Die US-Botschaft warnt alle amerikanischen Bürger vor einem Besuch der Stadt, mit der Begründung, es bestehe eine akute Entführungsgefahr. Viele Türken haben Angst vor Anschlägen. Hilmi S., ein Kurde aus Kilis, bestätigt, dass bis vor einem Jahr IS-Anhänger noch ganz offen in der Stadt mit ihren Fahnen am Auto herumgefahren seien. „Das machen sie jetzt zwar nicht mehr“, sagt Hilmi, „aber sie sind natürlich noch da.“
Wie nervös die Einwohner von Kilis sind, bekommen wir auch selbst zu spüren. Kaum haben wir unser Auto geparkt, spricht uns auch schon ein besorgter Bürger an, der wissen will, wer wir sind und was wir in unseren Rucksäcken haben. Wenig später hält die Polizei uns an, um Ausweise und Gepäck zu kontrollieren.
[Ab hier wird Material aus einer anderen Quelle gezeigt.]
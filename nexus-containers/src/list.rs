//! Doubly-linked list over slab-allocated nodes.
//!
//! Nodes live in a [`slab::Slab`] owned by the list and refer to each other by
//! slab key. The list tracks head, tail and length; none of them are exposed,
//! and node keys never leave the list, so no outside handle can observe a node
//! after it has been removed.
//!
//! # Complexity
//!
//! | Operation | Cost |
//! |-----------|------|
//! | `push_front` / `push_back` | O(1) |
//! | `pop_front` / `pop_back` | O(1) |
//! | `front` / `back` | O(1) |
//! | `get` / `remove_at` | O(n), walking from the nearer end |
//!
//! # Example
//!
//! ```
//! use nexus_containers::DoublyLinkedList;
//!
//! let mut list: DoublyLinkedList<char> = "abcde".chars().collect();
//!
//! assert_eq!(list.remove_at(2), Some('c'));
//! assert_eq!(list.len(), 4);
//! assert_eq!(list.front(), Some(&'a'));
//! assert_eq!(list.back(), Some(&'e'));
//!
//! let rest: String = list.iter().collect();
//! assert_eq!(rest, "abde");
//! ```

use core::fmt;

use slab::Slab;
use tracing::trace;

use crate::ListInvariantError;
use crate::link::Link;

/// A list node: payload plus links to its neighbours.
#[derive(Debug, Clone)]
pub(crate) struct Node<T> {
    data: T,
    prev: Link,
    next: Link,
}

/// A doubly-linked list.
///
/// # Example
///
/// ```
/// use nexus_containers::DoublyLinkedList;
///
/// let mut list = DoublyLinkedList::new();
/// list.push_back(2);
/// list.push_back(3);
/// list.push_front(1);
///
/// assert_eq!(list.get(1), Some(&2));
/// assert_eq!(list.pop_front(), Some(1));
/// assert_eq!(list.pop_back(), Some(3));
/// assert_eq!(list.pop_back(), Some(2));
/// assert_eq!(list.pop_back(), None);
/// ```
#[derive(Clone)]
pub struct DoublyLinkedList<T> {
    nodes: Slab<Node<T>>,
    head: Link,
    tail: Link,
    len: usize,
}

impl<T> Default for DoublyLinkedList<T> {
    fn default() -> Self {
        Self::new()
    }
}

impl<T> DoublyLinkedList<T> {
    /// Creates an empty list.
    #[inline]
    pub fn new() -> Self {
        Self::with_capacity(0)
    }

    /// Creates an empty list with node storage for `capacity` elements.
    #[inline]
    pub fn with_capacity(capacity: usize) -> Self {
        Self {
            nodes: Slab::with_capacity(capacity),
            head: Link::NONE,
            tail: Link::NONE,
            len: 0,
        }
    }

    /// Returns the number of elements in the list.
    #[inline]
    pub const fn len(&self) -> usize {
        self.len
    }

    /// Returns `true` if the list is empty.
    #[inline]
    pub const fn is_empty(&self) -> bool {
        self.len == 0
    }

    /// Returns the number of nodes the list can hold without reallocating.
    #[inline]
    pub fn capacity(&self) -> usize {
        self.nodes.capacity()
    }

    #[inline]
    fn node(&self, link: Link) -> &Node<T> {
        &self.nodes[link.index()]
    }

    #[inline]
    fn node_mut(&mut self, link: Link) -> &mut Node<T> {
        &mut self.nodes[link.index()]
    }

    // ========================================================================
    // Insertion
    // ========================================================================

    /// Appends an element to the back of the list.
    pub fn push_back(&mut self, value: T) {
        let old_tail = self.tail;
        let link = Link::to(self.nodes.insert(Node {
            data: value,
            prev: old_tail,
            next: Link::NONE,
        }));

        if old_tail.is_some() {
            self.node_mut(old_tail).next = link;
        } else {
            self.head = link;
        }

        self.tail = link;
        self.len += 1;
    }

    /// Prepends an element to the front of the list.
    pub fn push_front(&mut self, value: T) {
        let old_head = self.head;
        let link = Link::to(self.nodes.insert(Node {
            data: value,
            prev: Link::NONE,
            next: old_head,
        }));

        if old_head.is_some() {
            self.node_mut(old_head).prev = link;
        } else {
            self.tail = link;
        }

        self.head = link;
        self.len += 1;
    }

    /// Appends an element to the back of the list.
    ///
    /// Same as [`push_back`](Self::push_back).
    #[inline]
    pub fn add(&mut self, value: T) {
        self.push_back(value);
    }

    // ========================================================================
    // Removal
    // ========================================================================

    /// Removes and returns the front element.
    ///
    /// Returns `None` if the list is empty.
    #[inline]
    pub fn pop_front(&mut self) -> Option<T> {
        if self.head.is_none() {
            return None;
        }
        Some(self.unlink(self.head))
    }

    /// Removes and returns the back element.
    ///
    /// Returns `None` if the list is empty.
    #[inline]
    pub fn pop_back(&mut self) -> Option<T> {
        if self.tail.is_none() {
            return None;
        }
        Some(self.unlink(self.tail))
    }

    /// Removes and returns the element at `index`.
    ///
    /// Walks from whichever end is nearer. Returns `None` if `index >= len`.
    pub fn remove_at(&mut self, index: usize) -> Option<T> {
        let link = self.locate(index)?;
        Some(self.unlink(link))
    }

    /// Removes all elements.
    pub fn clear(&mut self) {
        self.nodes.clear();
        self.head = Link::NONE;
        self.tail = Link::NONE;
        self.len = 0;
    }

    /// Detaches a linked node and returns its payload.
    ///
    /// Head and tail removal also move the list's own boundary references;
    /// interior removal only touches the two neighbours. The node's links are
    /// cleared before it is released from the slab.
    fn unlink(&mut self, link: Link) -> T {
        let (prev, next) = {
            let node = self.node(link);
            (node.prev, node.next)
        };

        if link == self.head {
            self.head = next;
            if next.is_some() {
                self.node_mut(next).prev = Link::NONE;
            } else {
                self.tail = Link::NONE;
            }
        } else if link == self.tail {
            self.tail = prev;
            self.node_mut(prev).next = Link::NONE;
        } else {
            self.node_mut(prev).next = next;
            self.node_mut(next).prev = prev;
        }

        let node = self.node_mut(link);
        node.prev = Link::NONE;
        node.next = Link::NONE;

        self.len -= 1;
        debug_assert_eq!(self.head.is_none(), self.len == 0);
        debug_assert_eq!(self.tail.is_none(), self.len == 0);

        self.nodes.remove(link.index()).data
    }

    // ========================================================================
    // Access
    // ========================================================================

    /// Returns a reference to the front element.
    #[inline]
    pub fn front(&self) -> Option<&T> {
        if self.head.is_none() {
            None
        } else {
            Some(&self.node(self.head).data)
        }
    }

    /// Returns a mutable reference to the front element.
    #[inline]
    pub fn front_mut(&mut self) -> Option<&mut T> {
        if self.head.is_none() {
            None
        } else {
            let head = self.head;
            Some(&mut self.node_mut(head).data)
        }
    }

    /// Returns a reference to the back element.
    #[inline]
    pub fn back(&self) -> Option<&T> {
        if self.tail.is_none() {
            None
        } else {
            Some(&self.node(self.tail).data)
        }
    }

    /// Returns a mutable reference to the back element.
    #[inline]
    pub fn back_mut(&mut self) -> Option<&mut T> {
        if self.tail.is_none() {
            None
        } else {
            let tail = self.tail;
            Some(&mut self.node_mut(tail).data)
        }
    }

    /// Returns a reference to the element at `index`.
    ///
    /// O(1) for the first and last element, otherwise walks from the nearer
    /// end. Returns `None` if `index >= len`.
    pub fn get(&self, index: usize) -> Option<&T> {
        self.locate(index).map(|link| &self.node(link).data)
    }

    /// Returns a mutable reference to the element at `index`.
    pub fn get_mut(&mut self, index: usize) -> Option<&mut T> {
        let link = self.locate(index)?;
        Some(&mut self.node_mut(link).data)
    }

    /// Finds the node at `index`, walking from whichever end is nearer.
    fn locate(&self, index: usize) -> Option<Link> {
        if index >= self.len {
            return None;
        }
        if index == 0 {
            return Some(self.head);
        }
        if index == self.len - 1 {
            return Some(self.tail);
        }

        let mut link;
        if index < self.len - index {
            trace!(index, len = self.len, "list walk from head");
            link = self.head;
            for _ in 0..index {
                link = self.node(link).next;
            }
        } else {
            trace!(index, len = self.len, "list walk from tail");
            link = self.tail;
            for _ in index..self.len - 1 {
                link = self.node(link).prev;
            }
        }
        Some(link)
    }

    /// Returns an iterator over the elements, front to back.
    ///
    /// Every call starts again from the current head.
    #[inline]
    pub fn iter(&self) -> Iter<'_, T> {
        Iter {
            nodes: &self.nodes,
            front: self.head,
            back: self.tail,
            remaining: self.len,
        }
    }

    // ========================================================================
    // Invariants
    // ========================================================================

    /// Walks the whole list and verifies its structure.
    ///
    /// Checks that head, tail and length agree on emptiness, that the
    /// boundary nodes have no outer links, that every `next` is mirrored by a
    /// `prev`, and that the reachable node count matches both the recorded
    /// length and the number of allocated nodes. O(n).
    ///
    /// # Errors
    ///
    /// Returns the first violation found.
    pub fn check_invariants(&self) -> Result<(), ListInvariantError> {
        let head = self.head.is_some();
        let tail = self.tail.is_some();
        if head != tail || head != (self.len > 0) {
            return Err(ListInvariantError::EmptinessMismatch {
                head,
                tail,
                len: self.len,
            });
        }

        if head {
            let head_node = self
                .nodes
                .get(self.head.index())
                .ok_or(ListInvariantError::DanglingLink { position: 0 })?;
            if head_node.prev.is_some() {
                return Err(ListInvariantError::HeadHasPrev);
            }

            let tail_node = self
                .nodes
                .get(self.tail.index())
                .ok_or(ListInvariantError::DanglingLink {
                    position: self.len - 1,
                })?;
            if tail_node.next.is_some() {
                return Err(ListInvariantError::TailHasNext);
            }
        }

        let mut reachable = 0;
        let mut prev = Link::NONE;
        let mut current = self.head;

        while let Some(key) = current.key() {
            // A cycle would otherwise never terminate
            if reachable >= self.nodes.len() {
                return Err(ListInvariantError::CountMismatch {
                    reachable: reachable + 1,
                    len: self.len,
                });
            }

            let node = self
                .nodes
                .get(key)
                .ok_or(ListInvariantError::DanglingLink {
                    position: reachable,
                })?;
            if node.prev != prev {
                return Err(ListInvariantError::BrokenBackLink {
                    position: reachable,
                });
            }

            prev = current;
            current = node.next;
            reachable += 1;
        }

        if prev != self.tail {
            return Err(ListInvariantError::TailMismatch);
        }

        if reachable != self.len {
            return Err(ListInvariantError::CountMismatch {
                reachable,
                len: self.len,
            });
        }

        if self.nodes.len() != self.len {
            return Err(ListInvariantError::LeakedNodes {
                allocated: self.nodes.len(),
                len: self.len,
            });
        }

        Ok(())
    }
}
Einige Straßen weiter geschieht noch einmal dasselbe.
Die Sicherheitskräfte sind hochgradig nervös, vor allem seit durch die russischen Angriffe auf Aleppo noch einmal fast 100.000 Flüchtlinge in Öncepinar, dem Grenzübergang bei Kilis, gestrandet sind. „Das sind doch alles Islamisten“, meint Hilmi, „und mit 1.500 Dollar kommen sie auch rüber, selbst wenn die Grenze offiziell geschlossen ist.“
Die meisten Syrer fühlen sich in Kilis trotz der zunehmenden Nervosität dennoch wohl. „Wir werden hier gut behandelt“, sagt Mouajad, der in einem Laden für syrische Spezialitäten jobbt. „Wir kennen uns ja. Schon vor dem Krieg waren viele von uns oft hier und viele Bewohner von Kilis in Syrien.“
Trotzdem ist er auch selbst skeptisch, was passieren würde, wenn nun noch einmal die hunderttausend Flüchtlinge aus Aleppo zusätzlich ins Land kämen. „Obwohl überall gebaut, wird ist die Stadt doch überfüllt“, sagt er. „Die Mieten haben sich in den letzten zwei Jahren verdreifacht.“
Die Schuhverkäuferin ist geradezu entsetzt bei der Vorstellung, die Türkei würde nun auch noch für die neuen Flüchtlinge aus Aleppo die Tür aufmachen und sie ins Land lassen.. „Auf keinen Fall“, sagt sie, „genug ist schließlich genug.“ Man müsse zwar helfen, aber das solle doch dann bitte auf der anderen Seite der Grenze geschehen.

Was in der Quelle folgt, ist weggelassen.